-------- Supplied data

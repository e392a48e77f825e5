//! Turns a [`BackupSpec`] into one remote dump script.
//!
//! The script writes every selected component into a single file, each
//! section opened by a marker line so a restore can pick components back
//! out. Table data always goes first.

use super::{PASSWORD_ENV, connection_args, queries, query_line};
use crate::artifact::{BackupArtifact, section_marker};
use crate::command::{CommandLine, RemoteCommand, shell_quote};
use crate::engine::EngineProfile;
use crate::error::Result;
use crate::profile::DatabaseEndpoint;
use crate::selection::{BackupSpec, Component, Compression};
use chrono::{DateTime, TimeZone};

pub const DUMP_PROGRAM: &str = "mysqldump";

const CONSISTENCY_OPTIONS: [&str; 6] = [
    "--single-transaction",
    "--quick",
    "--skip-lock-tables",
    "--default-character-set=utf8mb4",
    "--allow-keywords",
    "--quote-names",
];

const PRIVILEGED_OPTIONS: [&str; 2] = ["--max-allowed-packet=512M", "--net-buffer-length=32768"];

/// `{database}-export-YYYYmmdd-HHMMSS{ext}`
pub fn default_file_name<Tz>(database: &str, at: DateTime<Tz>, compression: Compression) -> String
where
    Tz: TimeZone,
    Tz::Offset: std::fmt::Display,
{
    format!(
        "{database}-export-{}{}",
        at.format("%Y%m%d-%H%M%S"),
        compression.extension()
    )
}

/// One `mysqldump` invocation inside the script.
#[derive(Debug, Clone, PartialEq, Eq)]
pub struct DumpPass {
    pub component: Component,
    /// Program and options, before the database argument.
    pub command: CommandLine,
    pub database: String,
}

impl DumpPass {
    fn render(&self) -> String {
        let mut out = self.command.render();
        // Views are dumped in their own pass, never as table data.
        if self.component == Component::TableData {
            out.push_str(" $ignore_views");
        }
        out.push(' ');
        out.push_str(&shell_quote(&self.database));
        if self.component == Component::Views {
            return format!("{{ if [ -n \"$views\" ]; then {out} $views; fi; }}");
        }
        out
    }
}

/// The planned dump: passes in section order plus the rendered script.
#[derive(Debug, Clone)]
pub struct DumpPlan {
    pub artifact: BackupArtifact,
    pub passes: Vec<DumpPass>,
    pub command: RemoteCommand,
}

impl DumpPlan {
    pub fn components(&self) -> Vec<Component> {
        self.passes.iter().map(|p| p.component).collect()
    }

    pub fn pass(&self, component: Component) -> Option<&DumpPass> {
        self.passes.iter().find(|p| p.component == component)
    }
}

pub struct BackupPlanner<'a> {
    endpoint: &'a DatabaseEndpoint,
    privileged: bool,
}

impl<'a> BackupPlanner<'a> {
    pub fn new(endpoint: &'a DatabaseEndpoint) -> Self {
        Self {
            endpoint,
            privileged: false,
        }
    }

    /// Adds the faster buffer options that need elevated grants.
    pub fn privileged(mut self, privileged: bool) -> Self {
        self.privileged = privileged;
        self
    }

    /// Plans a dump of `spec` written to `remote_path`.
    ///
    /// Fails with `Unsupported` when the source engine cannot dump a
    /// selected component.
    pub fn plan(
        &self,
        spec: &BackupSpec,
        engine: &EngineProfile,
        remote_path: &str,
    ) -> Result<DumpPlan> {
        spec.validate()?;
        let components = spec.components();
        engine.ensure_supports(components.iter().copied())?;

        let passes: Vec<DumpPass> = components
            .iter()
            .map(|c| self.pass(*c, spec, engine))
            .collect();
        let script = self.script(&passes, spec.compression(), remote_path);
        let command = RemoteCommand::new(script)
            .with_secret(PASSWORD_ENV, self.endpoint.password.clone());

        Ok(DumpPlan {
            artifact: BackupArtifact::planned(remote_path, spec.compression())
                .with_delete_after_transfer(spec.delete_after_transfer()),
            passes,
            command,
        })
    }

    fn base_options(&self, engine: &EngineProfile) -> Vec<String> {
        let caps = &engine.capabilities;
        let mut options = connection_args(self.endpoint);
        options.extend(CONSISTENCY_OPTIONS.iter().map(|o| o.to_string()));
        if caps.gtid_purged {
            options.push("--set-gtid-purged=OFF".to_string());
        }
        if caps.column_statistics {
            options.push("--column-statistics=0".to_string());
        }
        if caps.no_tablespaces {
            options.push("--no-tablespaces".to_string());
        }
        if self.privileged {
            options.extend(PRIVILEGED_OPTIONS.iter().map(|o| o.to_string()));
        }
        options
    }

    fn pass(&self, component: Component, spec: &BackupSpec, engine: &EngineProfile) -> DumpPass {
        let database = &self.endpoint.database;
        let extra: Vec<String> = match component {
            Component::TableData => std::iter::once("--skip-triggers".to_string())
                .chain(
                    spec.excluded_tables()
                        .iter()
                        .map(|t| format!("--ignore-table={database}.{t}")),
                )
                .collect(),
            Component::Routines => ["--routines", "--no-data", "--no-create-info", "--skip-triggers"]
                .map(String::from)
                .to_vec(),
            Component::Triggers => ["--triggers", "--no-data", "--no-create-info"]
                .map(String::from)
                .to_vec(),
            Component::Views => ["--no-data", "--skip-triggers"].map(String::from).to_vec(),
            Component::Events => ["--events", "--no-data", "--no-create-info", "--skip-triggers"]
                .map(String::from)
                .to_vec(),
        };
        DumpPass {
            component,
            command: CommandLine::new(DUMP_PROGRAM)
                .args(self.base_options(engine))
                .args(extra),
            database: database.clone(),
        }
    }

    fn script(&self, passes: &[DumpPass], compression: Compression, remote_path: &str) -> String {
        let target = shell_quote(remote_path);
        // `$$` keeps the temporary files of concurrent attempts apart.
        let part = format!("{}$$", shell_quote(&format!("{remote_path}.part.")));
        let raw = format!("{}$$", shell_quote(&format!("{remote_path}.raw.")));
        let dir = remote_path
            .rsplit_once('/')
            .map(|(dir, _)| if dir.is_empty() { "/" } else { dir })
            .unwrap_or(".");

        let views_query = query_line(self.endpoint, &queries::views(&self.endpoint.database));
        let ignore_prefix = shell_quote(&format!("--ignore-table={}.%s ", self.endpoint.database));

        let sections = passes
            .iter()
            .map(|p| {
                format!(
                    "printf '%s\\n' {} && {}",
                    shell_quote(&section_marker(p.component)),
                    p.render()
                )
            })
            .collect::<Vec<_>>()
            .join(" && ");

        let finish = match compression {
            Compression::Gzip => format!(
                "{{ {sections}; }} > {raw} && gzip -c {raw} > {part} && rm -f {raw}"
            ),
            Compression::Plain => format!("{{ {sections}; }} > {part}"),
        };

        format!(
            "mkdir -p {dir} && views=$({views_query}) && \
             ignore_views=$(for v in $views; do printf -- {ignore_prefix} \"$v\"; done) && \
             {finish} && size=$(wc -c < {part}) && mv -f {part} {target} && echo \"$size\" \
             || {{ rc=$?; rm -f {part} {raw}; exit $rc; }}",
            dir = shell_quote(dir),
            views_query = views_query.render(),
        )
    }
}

----------------

* **What you need to do**:
Quote all of the entries verbatim.

* **Answer to this problem**:
repository e392a48e77f825e5
//! Turns a [`BackupSpec`] into one remote dump script.
//!
//! The script writes every selected component into a single file, each
//! section opened by a marker line so a restore can pick components back
//! out. Table data always goes first.

use super::{PASSWORD_ENV, connection_args, queries, query_line};
use crate::artifact::{BackupArtifact, section_marker};
use crate::command::{CommandLine, RemoteCommand, shell_quote};
use crate::engine::EngineProfile;
use crate::error::Result;
use crate::profile::DatabaseEndpoint;
use crate::selection::{BackupSpec, Component, Compression};
use chrono::{DateTime, TimeZone};

pub const DUMP_PROGRAM: &str = "mysqldump";

const CONSISTENCY_OPTIONS: [&str; 6] = [
    "--single-transaction",
    "--quick",
    "--skip-lock-tables",
    "--default-character-set=utf8mb4",
    "--allow-keywords",
    "--quote-names",
];

const PRIVILEGED_OPTIONS: [&str; 2] = ["--max-allowed-packet=512M", "--net-buffer-length=32768"];

/// `{database}-export-YYYYmmdd-HHMMSS{ext}`
pub fn default_file_name<Tz>(database: &str, at: DateTime<Tz>, compression: Compression) -> String
where
    Tz: TimeZone,
    Tz::Offset: std::fmt::Display,
{
    format!(
        "{database}-export-{}{}",
        at.format("%Y%m%d-%H%M%S"),
        compression.extension()
    )
}

/// One `mysqldump` invocation inside the script.
#[derive(Debug, Clone, PartialEq, Eq)]
pub struct DumpPass {
    pub component: Component,
    /// Program and options, before the database argument.
    pub command: CommandLine,
    pub database: String,
}

impl DumpPass {
    fn render(&self) -> String {
        let mut out = self.command.render();
        // Views are dumped in their own pass, never as table data.
        if self.component == Component::TableData {
            out.push_str(" $ignore_views");
        }
        out.push(' ');
        out.push_str(&shell_quote(&self.database));
        if self.component == Component::Views {
            return format!("{{ if [ -n \"$views\" ]; then {out} $views; fi; }}");
        }
        out
    }
}

/// The planned dump: passes in section order plus the rendered script.
#[derive(Debug, Clone)]
pub struct DumpPlan {
    pub artifact: BackupArtifact,
    pub passes: Vec<DumpPass>,
    pub command: RemoteCommand,
}

impl DumpPlan {
    pub fn components(&self) -> Vec<Component> {
        self.passes.iter().map(|p| p.component).collect()
    }

    pub fn pass(&self, component: Component) -> Option<&DumpPass> {
        self.passes.iter().find(|p| p.component == component)
    }
}

pub struct BackupPlanner<'a> {
    endpoint: &'a DatabaseEndpoint,
    privileged: bool,
}

impl<'a> BackupPlanner<'a> {
    pub fn new(endpoint: &'a DatabaseEndpoint) -> Self {
        Self {
            endpoint,
            privileged: false,
        }
    }

    /// Adds the faster buffer options that need elevated grants.
    pub fn privileged(mut self, privileged: bool) -> Self {
        self.privileged = privileged;
        self
    }

    /// Plans a dump of `spec` written to `remote_path`.
    ///
    /// Fails with `Unsupported` when the source engine cannot dump a
    /// selected component.
    pub fn plan(
        &self,
        spec: &BackupSpec,
        engine: &EngineProfile,
        remote_path: &str,
    ) -> Result<DumpPlan> {
        spec.validate()?;
        let components = spec.components();
        engine.ensure_supports(components.iter().copied())?;

        let passes: Vec<DumpPass> = components
            .iter()
            .map(|c| self.pass(*c, spec, engine))
            .collect();
        let script = self.script(&passes, spec.compression(), remote_path);
        let command = RemoteCommand::new(script)
            .with_secret(PASSWORD_ENV, self.endpoint.password.clone());

        Ok(DumpPlan {
            artifact: BackupArtifact::planned(remote_path, spec.compression())
                .with_delete_after_transfer(spec.delete_after_transfer()),
            passes,
            command,
        })
    }

    fn base_options(&self, engine: &EngineProfile) -> Vec<String> {
        let caps = &engine.capabilities;
        let mut options = connection_args(self.endpoint);
        options.extend(CONSISTENCY_OPTIONS.iter().map(|o| o.to_string()));
        if caps.gtid_purged {
            options.push("--set-gtid-purged=OFF".to_string());
        }
        if caps.column_statistics {
            options.push("--column-statistics=0".to_string());
        }
        if caps.no_tablespaces {
            options.push("--no-tablespaces".to_string());
        }
        if self.privileged {
            options.extend(PRIVILEGED_OPTIONS.iter().map(|o| o.to_string()));
        }
        options
    }

    fn pass(&self, component: Component, spec: &BackupSpec, engine: &EngineProfile) -> DumpPass {
        let database = &self.endpoint.database;
        let extra: Vec<String> = match component {
            Component::TableData => std::iter::once("--skip-triggers".to_string())
                .chain(
                    spec.excluded_tables()
                        .iter()
                        .map(|t| format!("--ignore-table={database}.{t}")),
                )
                .collect(),
            Component::Routines => ["--routines", "--no-data", "--no-create-info", "--skip-triggers"]
                .map(String::from)
                .to_vec(),
            Component::Triggers => ["--triggers", "--no-data", "--no-create-info"]
                .map(String::from)
                .to_vec(),
            Component::Views => ["--no-data", "--skip-triggers"].map(String::from).to_vec(),
            Component::Events => ["--events", "--no-data", "--no-create-info", "--skip-triggers"]
                .map(String::from)
                .to_vec(),
        };
        DumpPass {
            component,
            command: CommandLine::new(DUMP_PROGRAM)
                .args(self.base_options(engine))
                .args(extra),
            database: database.clone(),
        }
    }

    fn script(&self, passes: &[DumpPass], compression: Compression, remote_path: &str) -> String {
        let target = shell_quote(remote_path);
        // `$$` keeps the temporary files of concurrent attempts apart.
        let part = format!("{}$$", shell_quote(&format!("{remote_path}.part.")));
        let raw = format!("{}$$", shell_quote(&format!("{remote_path}.raw.")));
        let dir = remote_path
            .rsplit_once('/')
            .map(|(dir, _)| if dir.is_empty() { "/" } else { dir })
            .unwrap_or(".");

        let views_query = query_line(self.endpoint, &queries::views(&self.endpoint.database));
        let ignore_prefix = shell_quote(&format!("--ignore-table={}.%s ", self.endpoint.database));

        let sections = passes
            .iter()
            .map(|p| {
                format!(
                    "printf '%s\\n' {} && {}",
                    shell_quote(&section_marker(p.component)),
                    p.render()
                )
            })
            .collect::<Vec<_>>()
            .join(" && ");

        let finish = match compression {
            Compression::Gzip => format!(
                "{{ {sections}; }} > {raw} && gzip -c {raw} > {part} && rm -f {raw}"
            ),
            Compression::Plain => format!("{{ {sections}; }} > {part}"),
        };

        format!(
            "mkdir -p {dir} && views=$({views_query}) && \
             ignore_views=$(for v in $views; do printf -- {ignore_prefix} \"$v\"; done) && \
             {finish} && size=$(wc -c < {part}) && mv -f {part} {target} && echo \"$size\" \
             || {{ rc=$?; rm -f {part} {raw}; exit $rc; }}",
            dir = shell_quote(dir),
            views_query = views_query.render(),
        )
    }
}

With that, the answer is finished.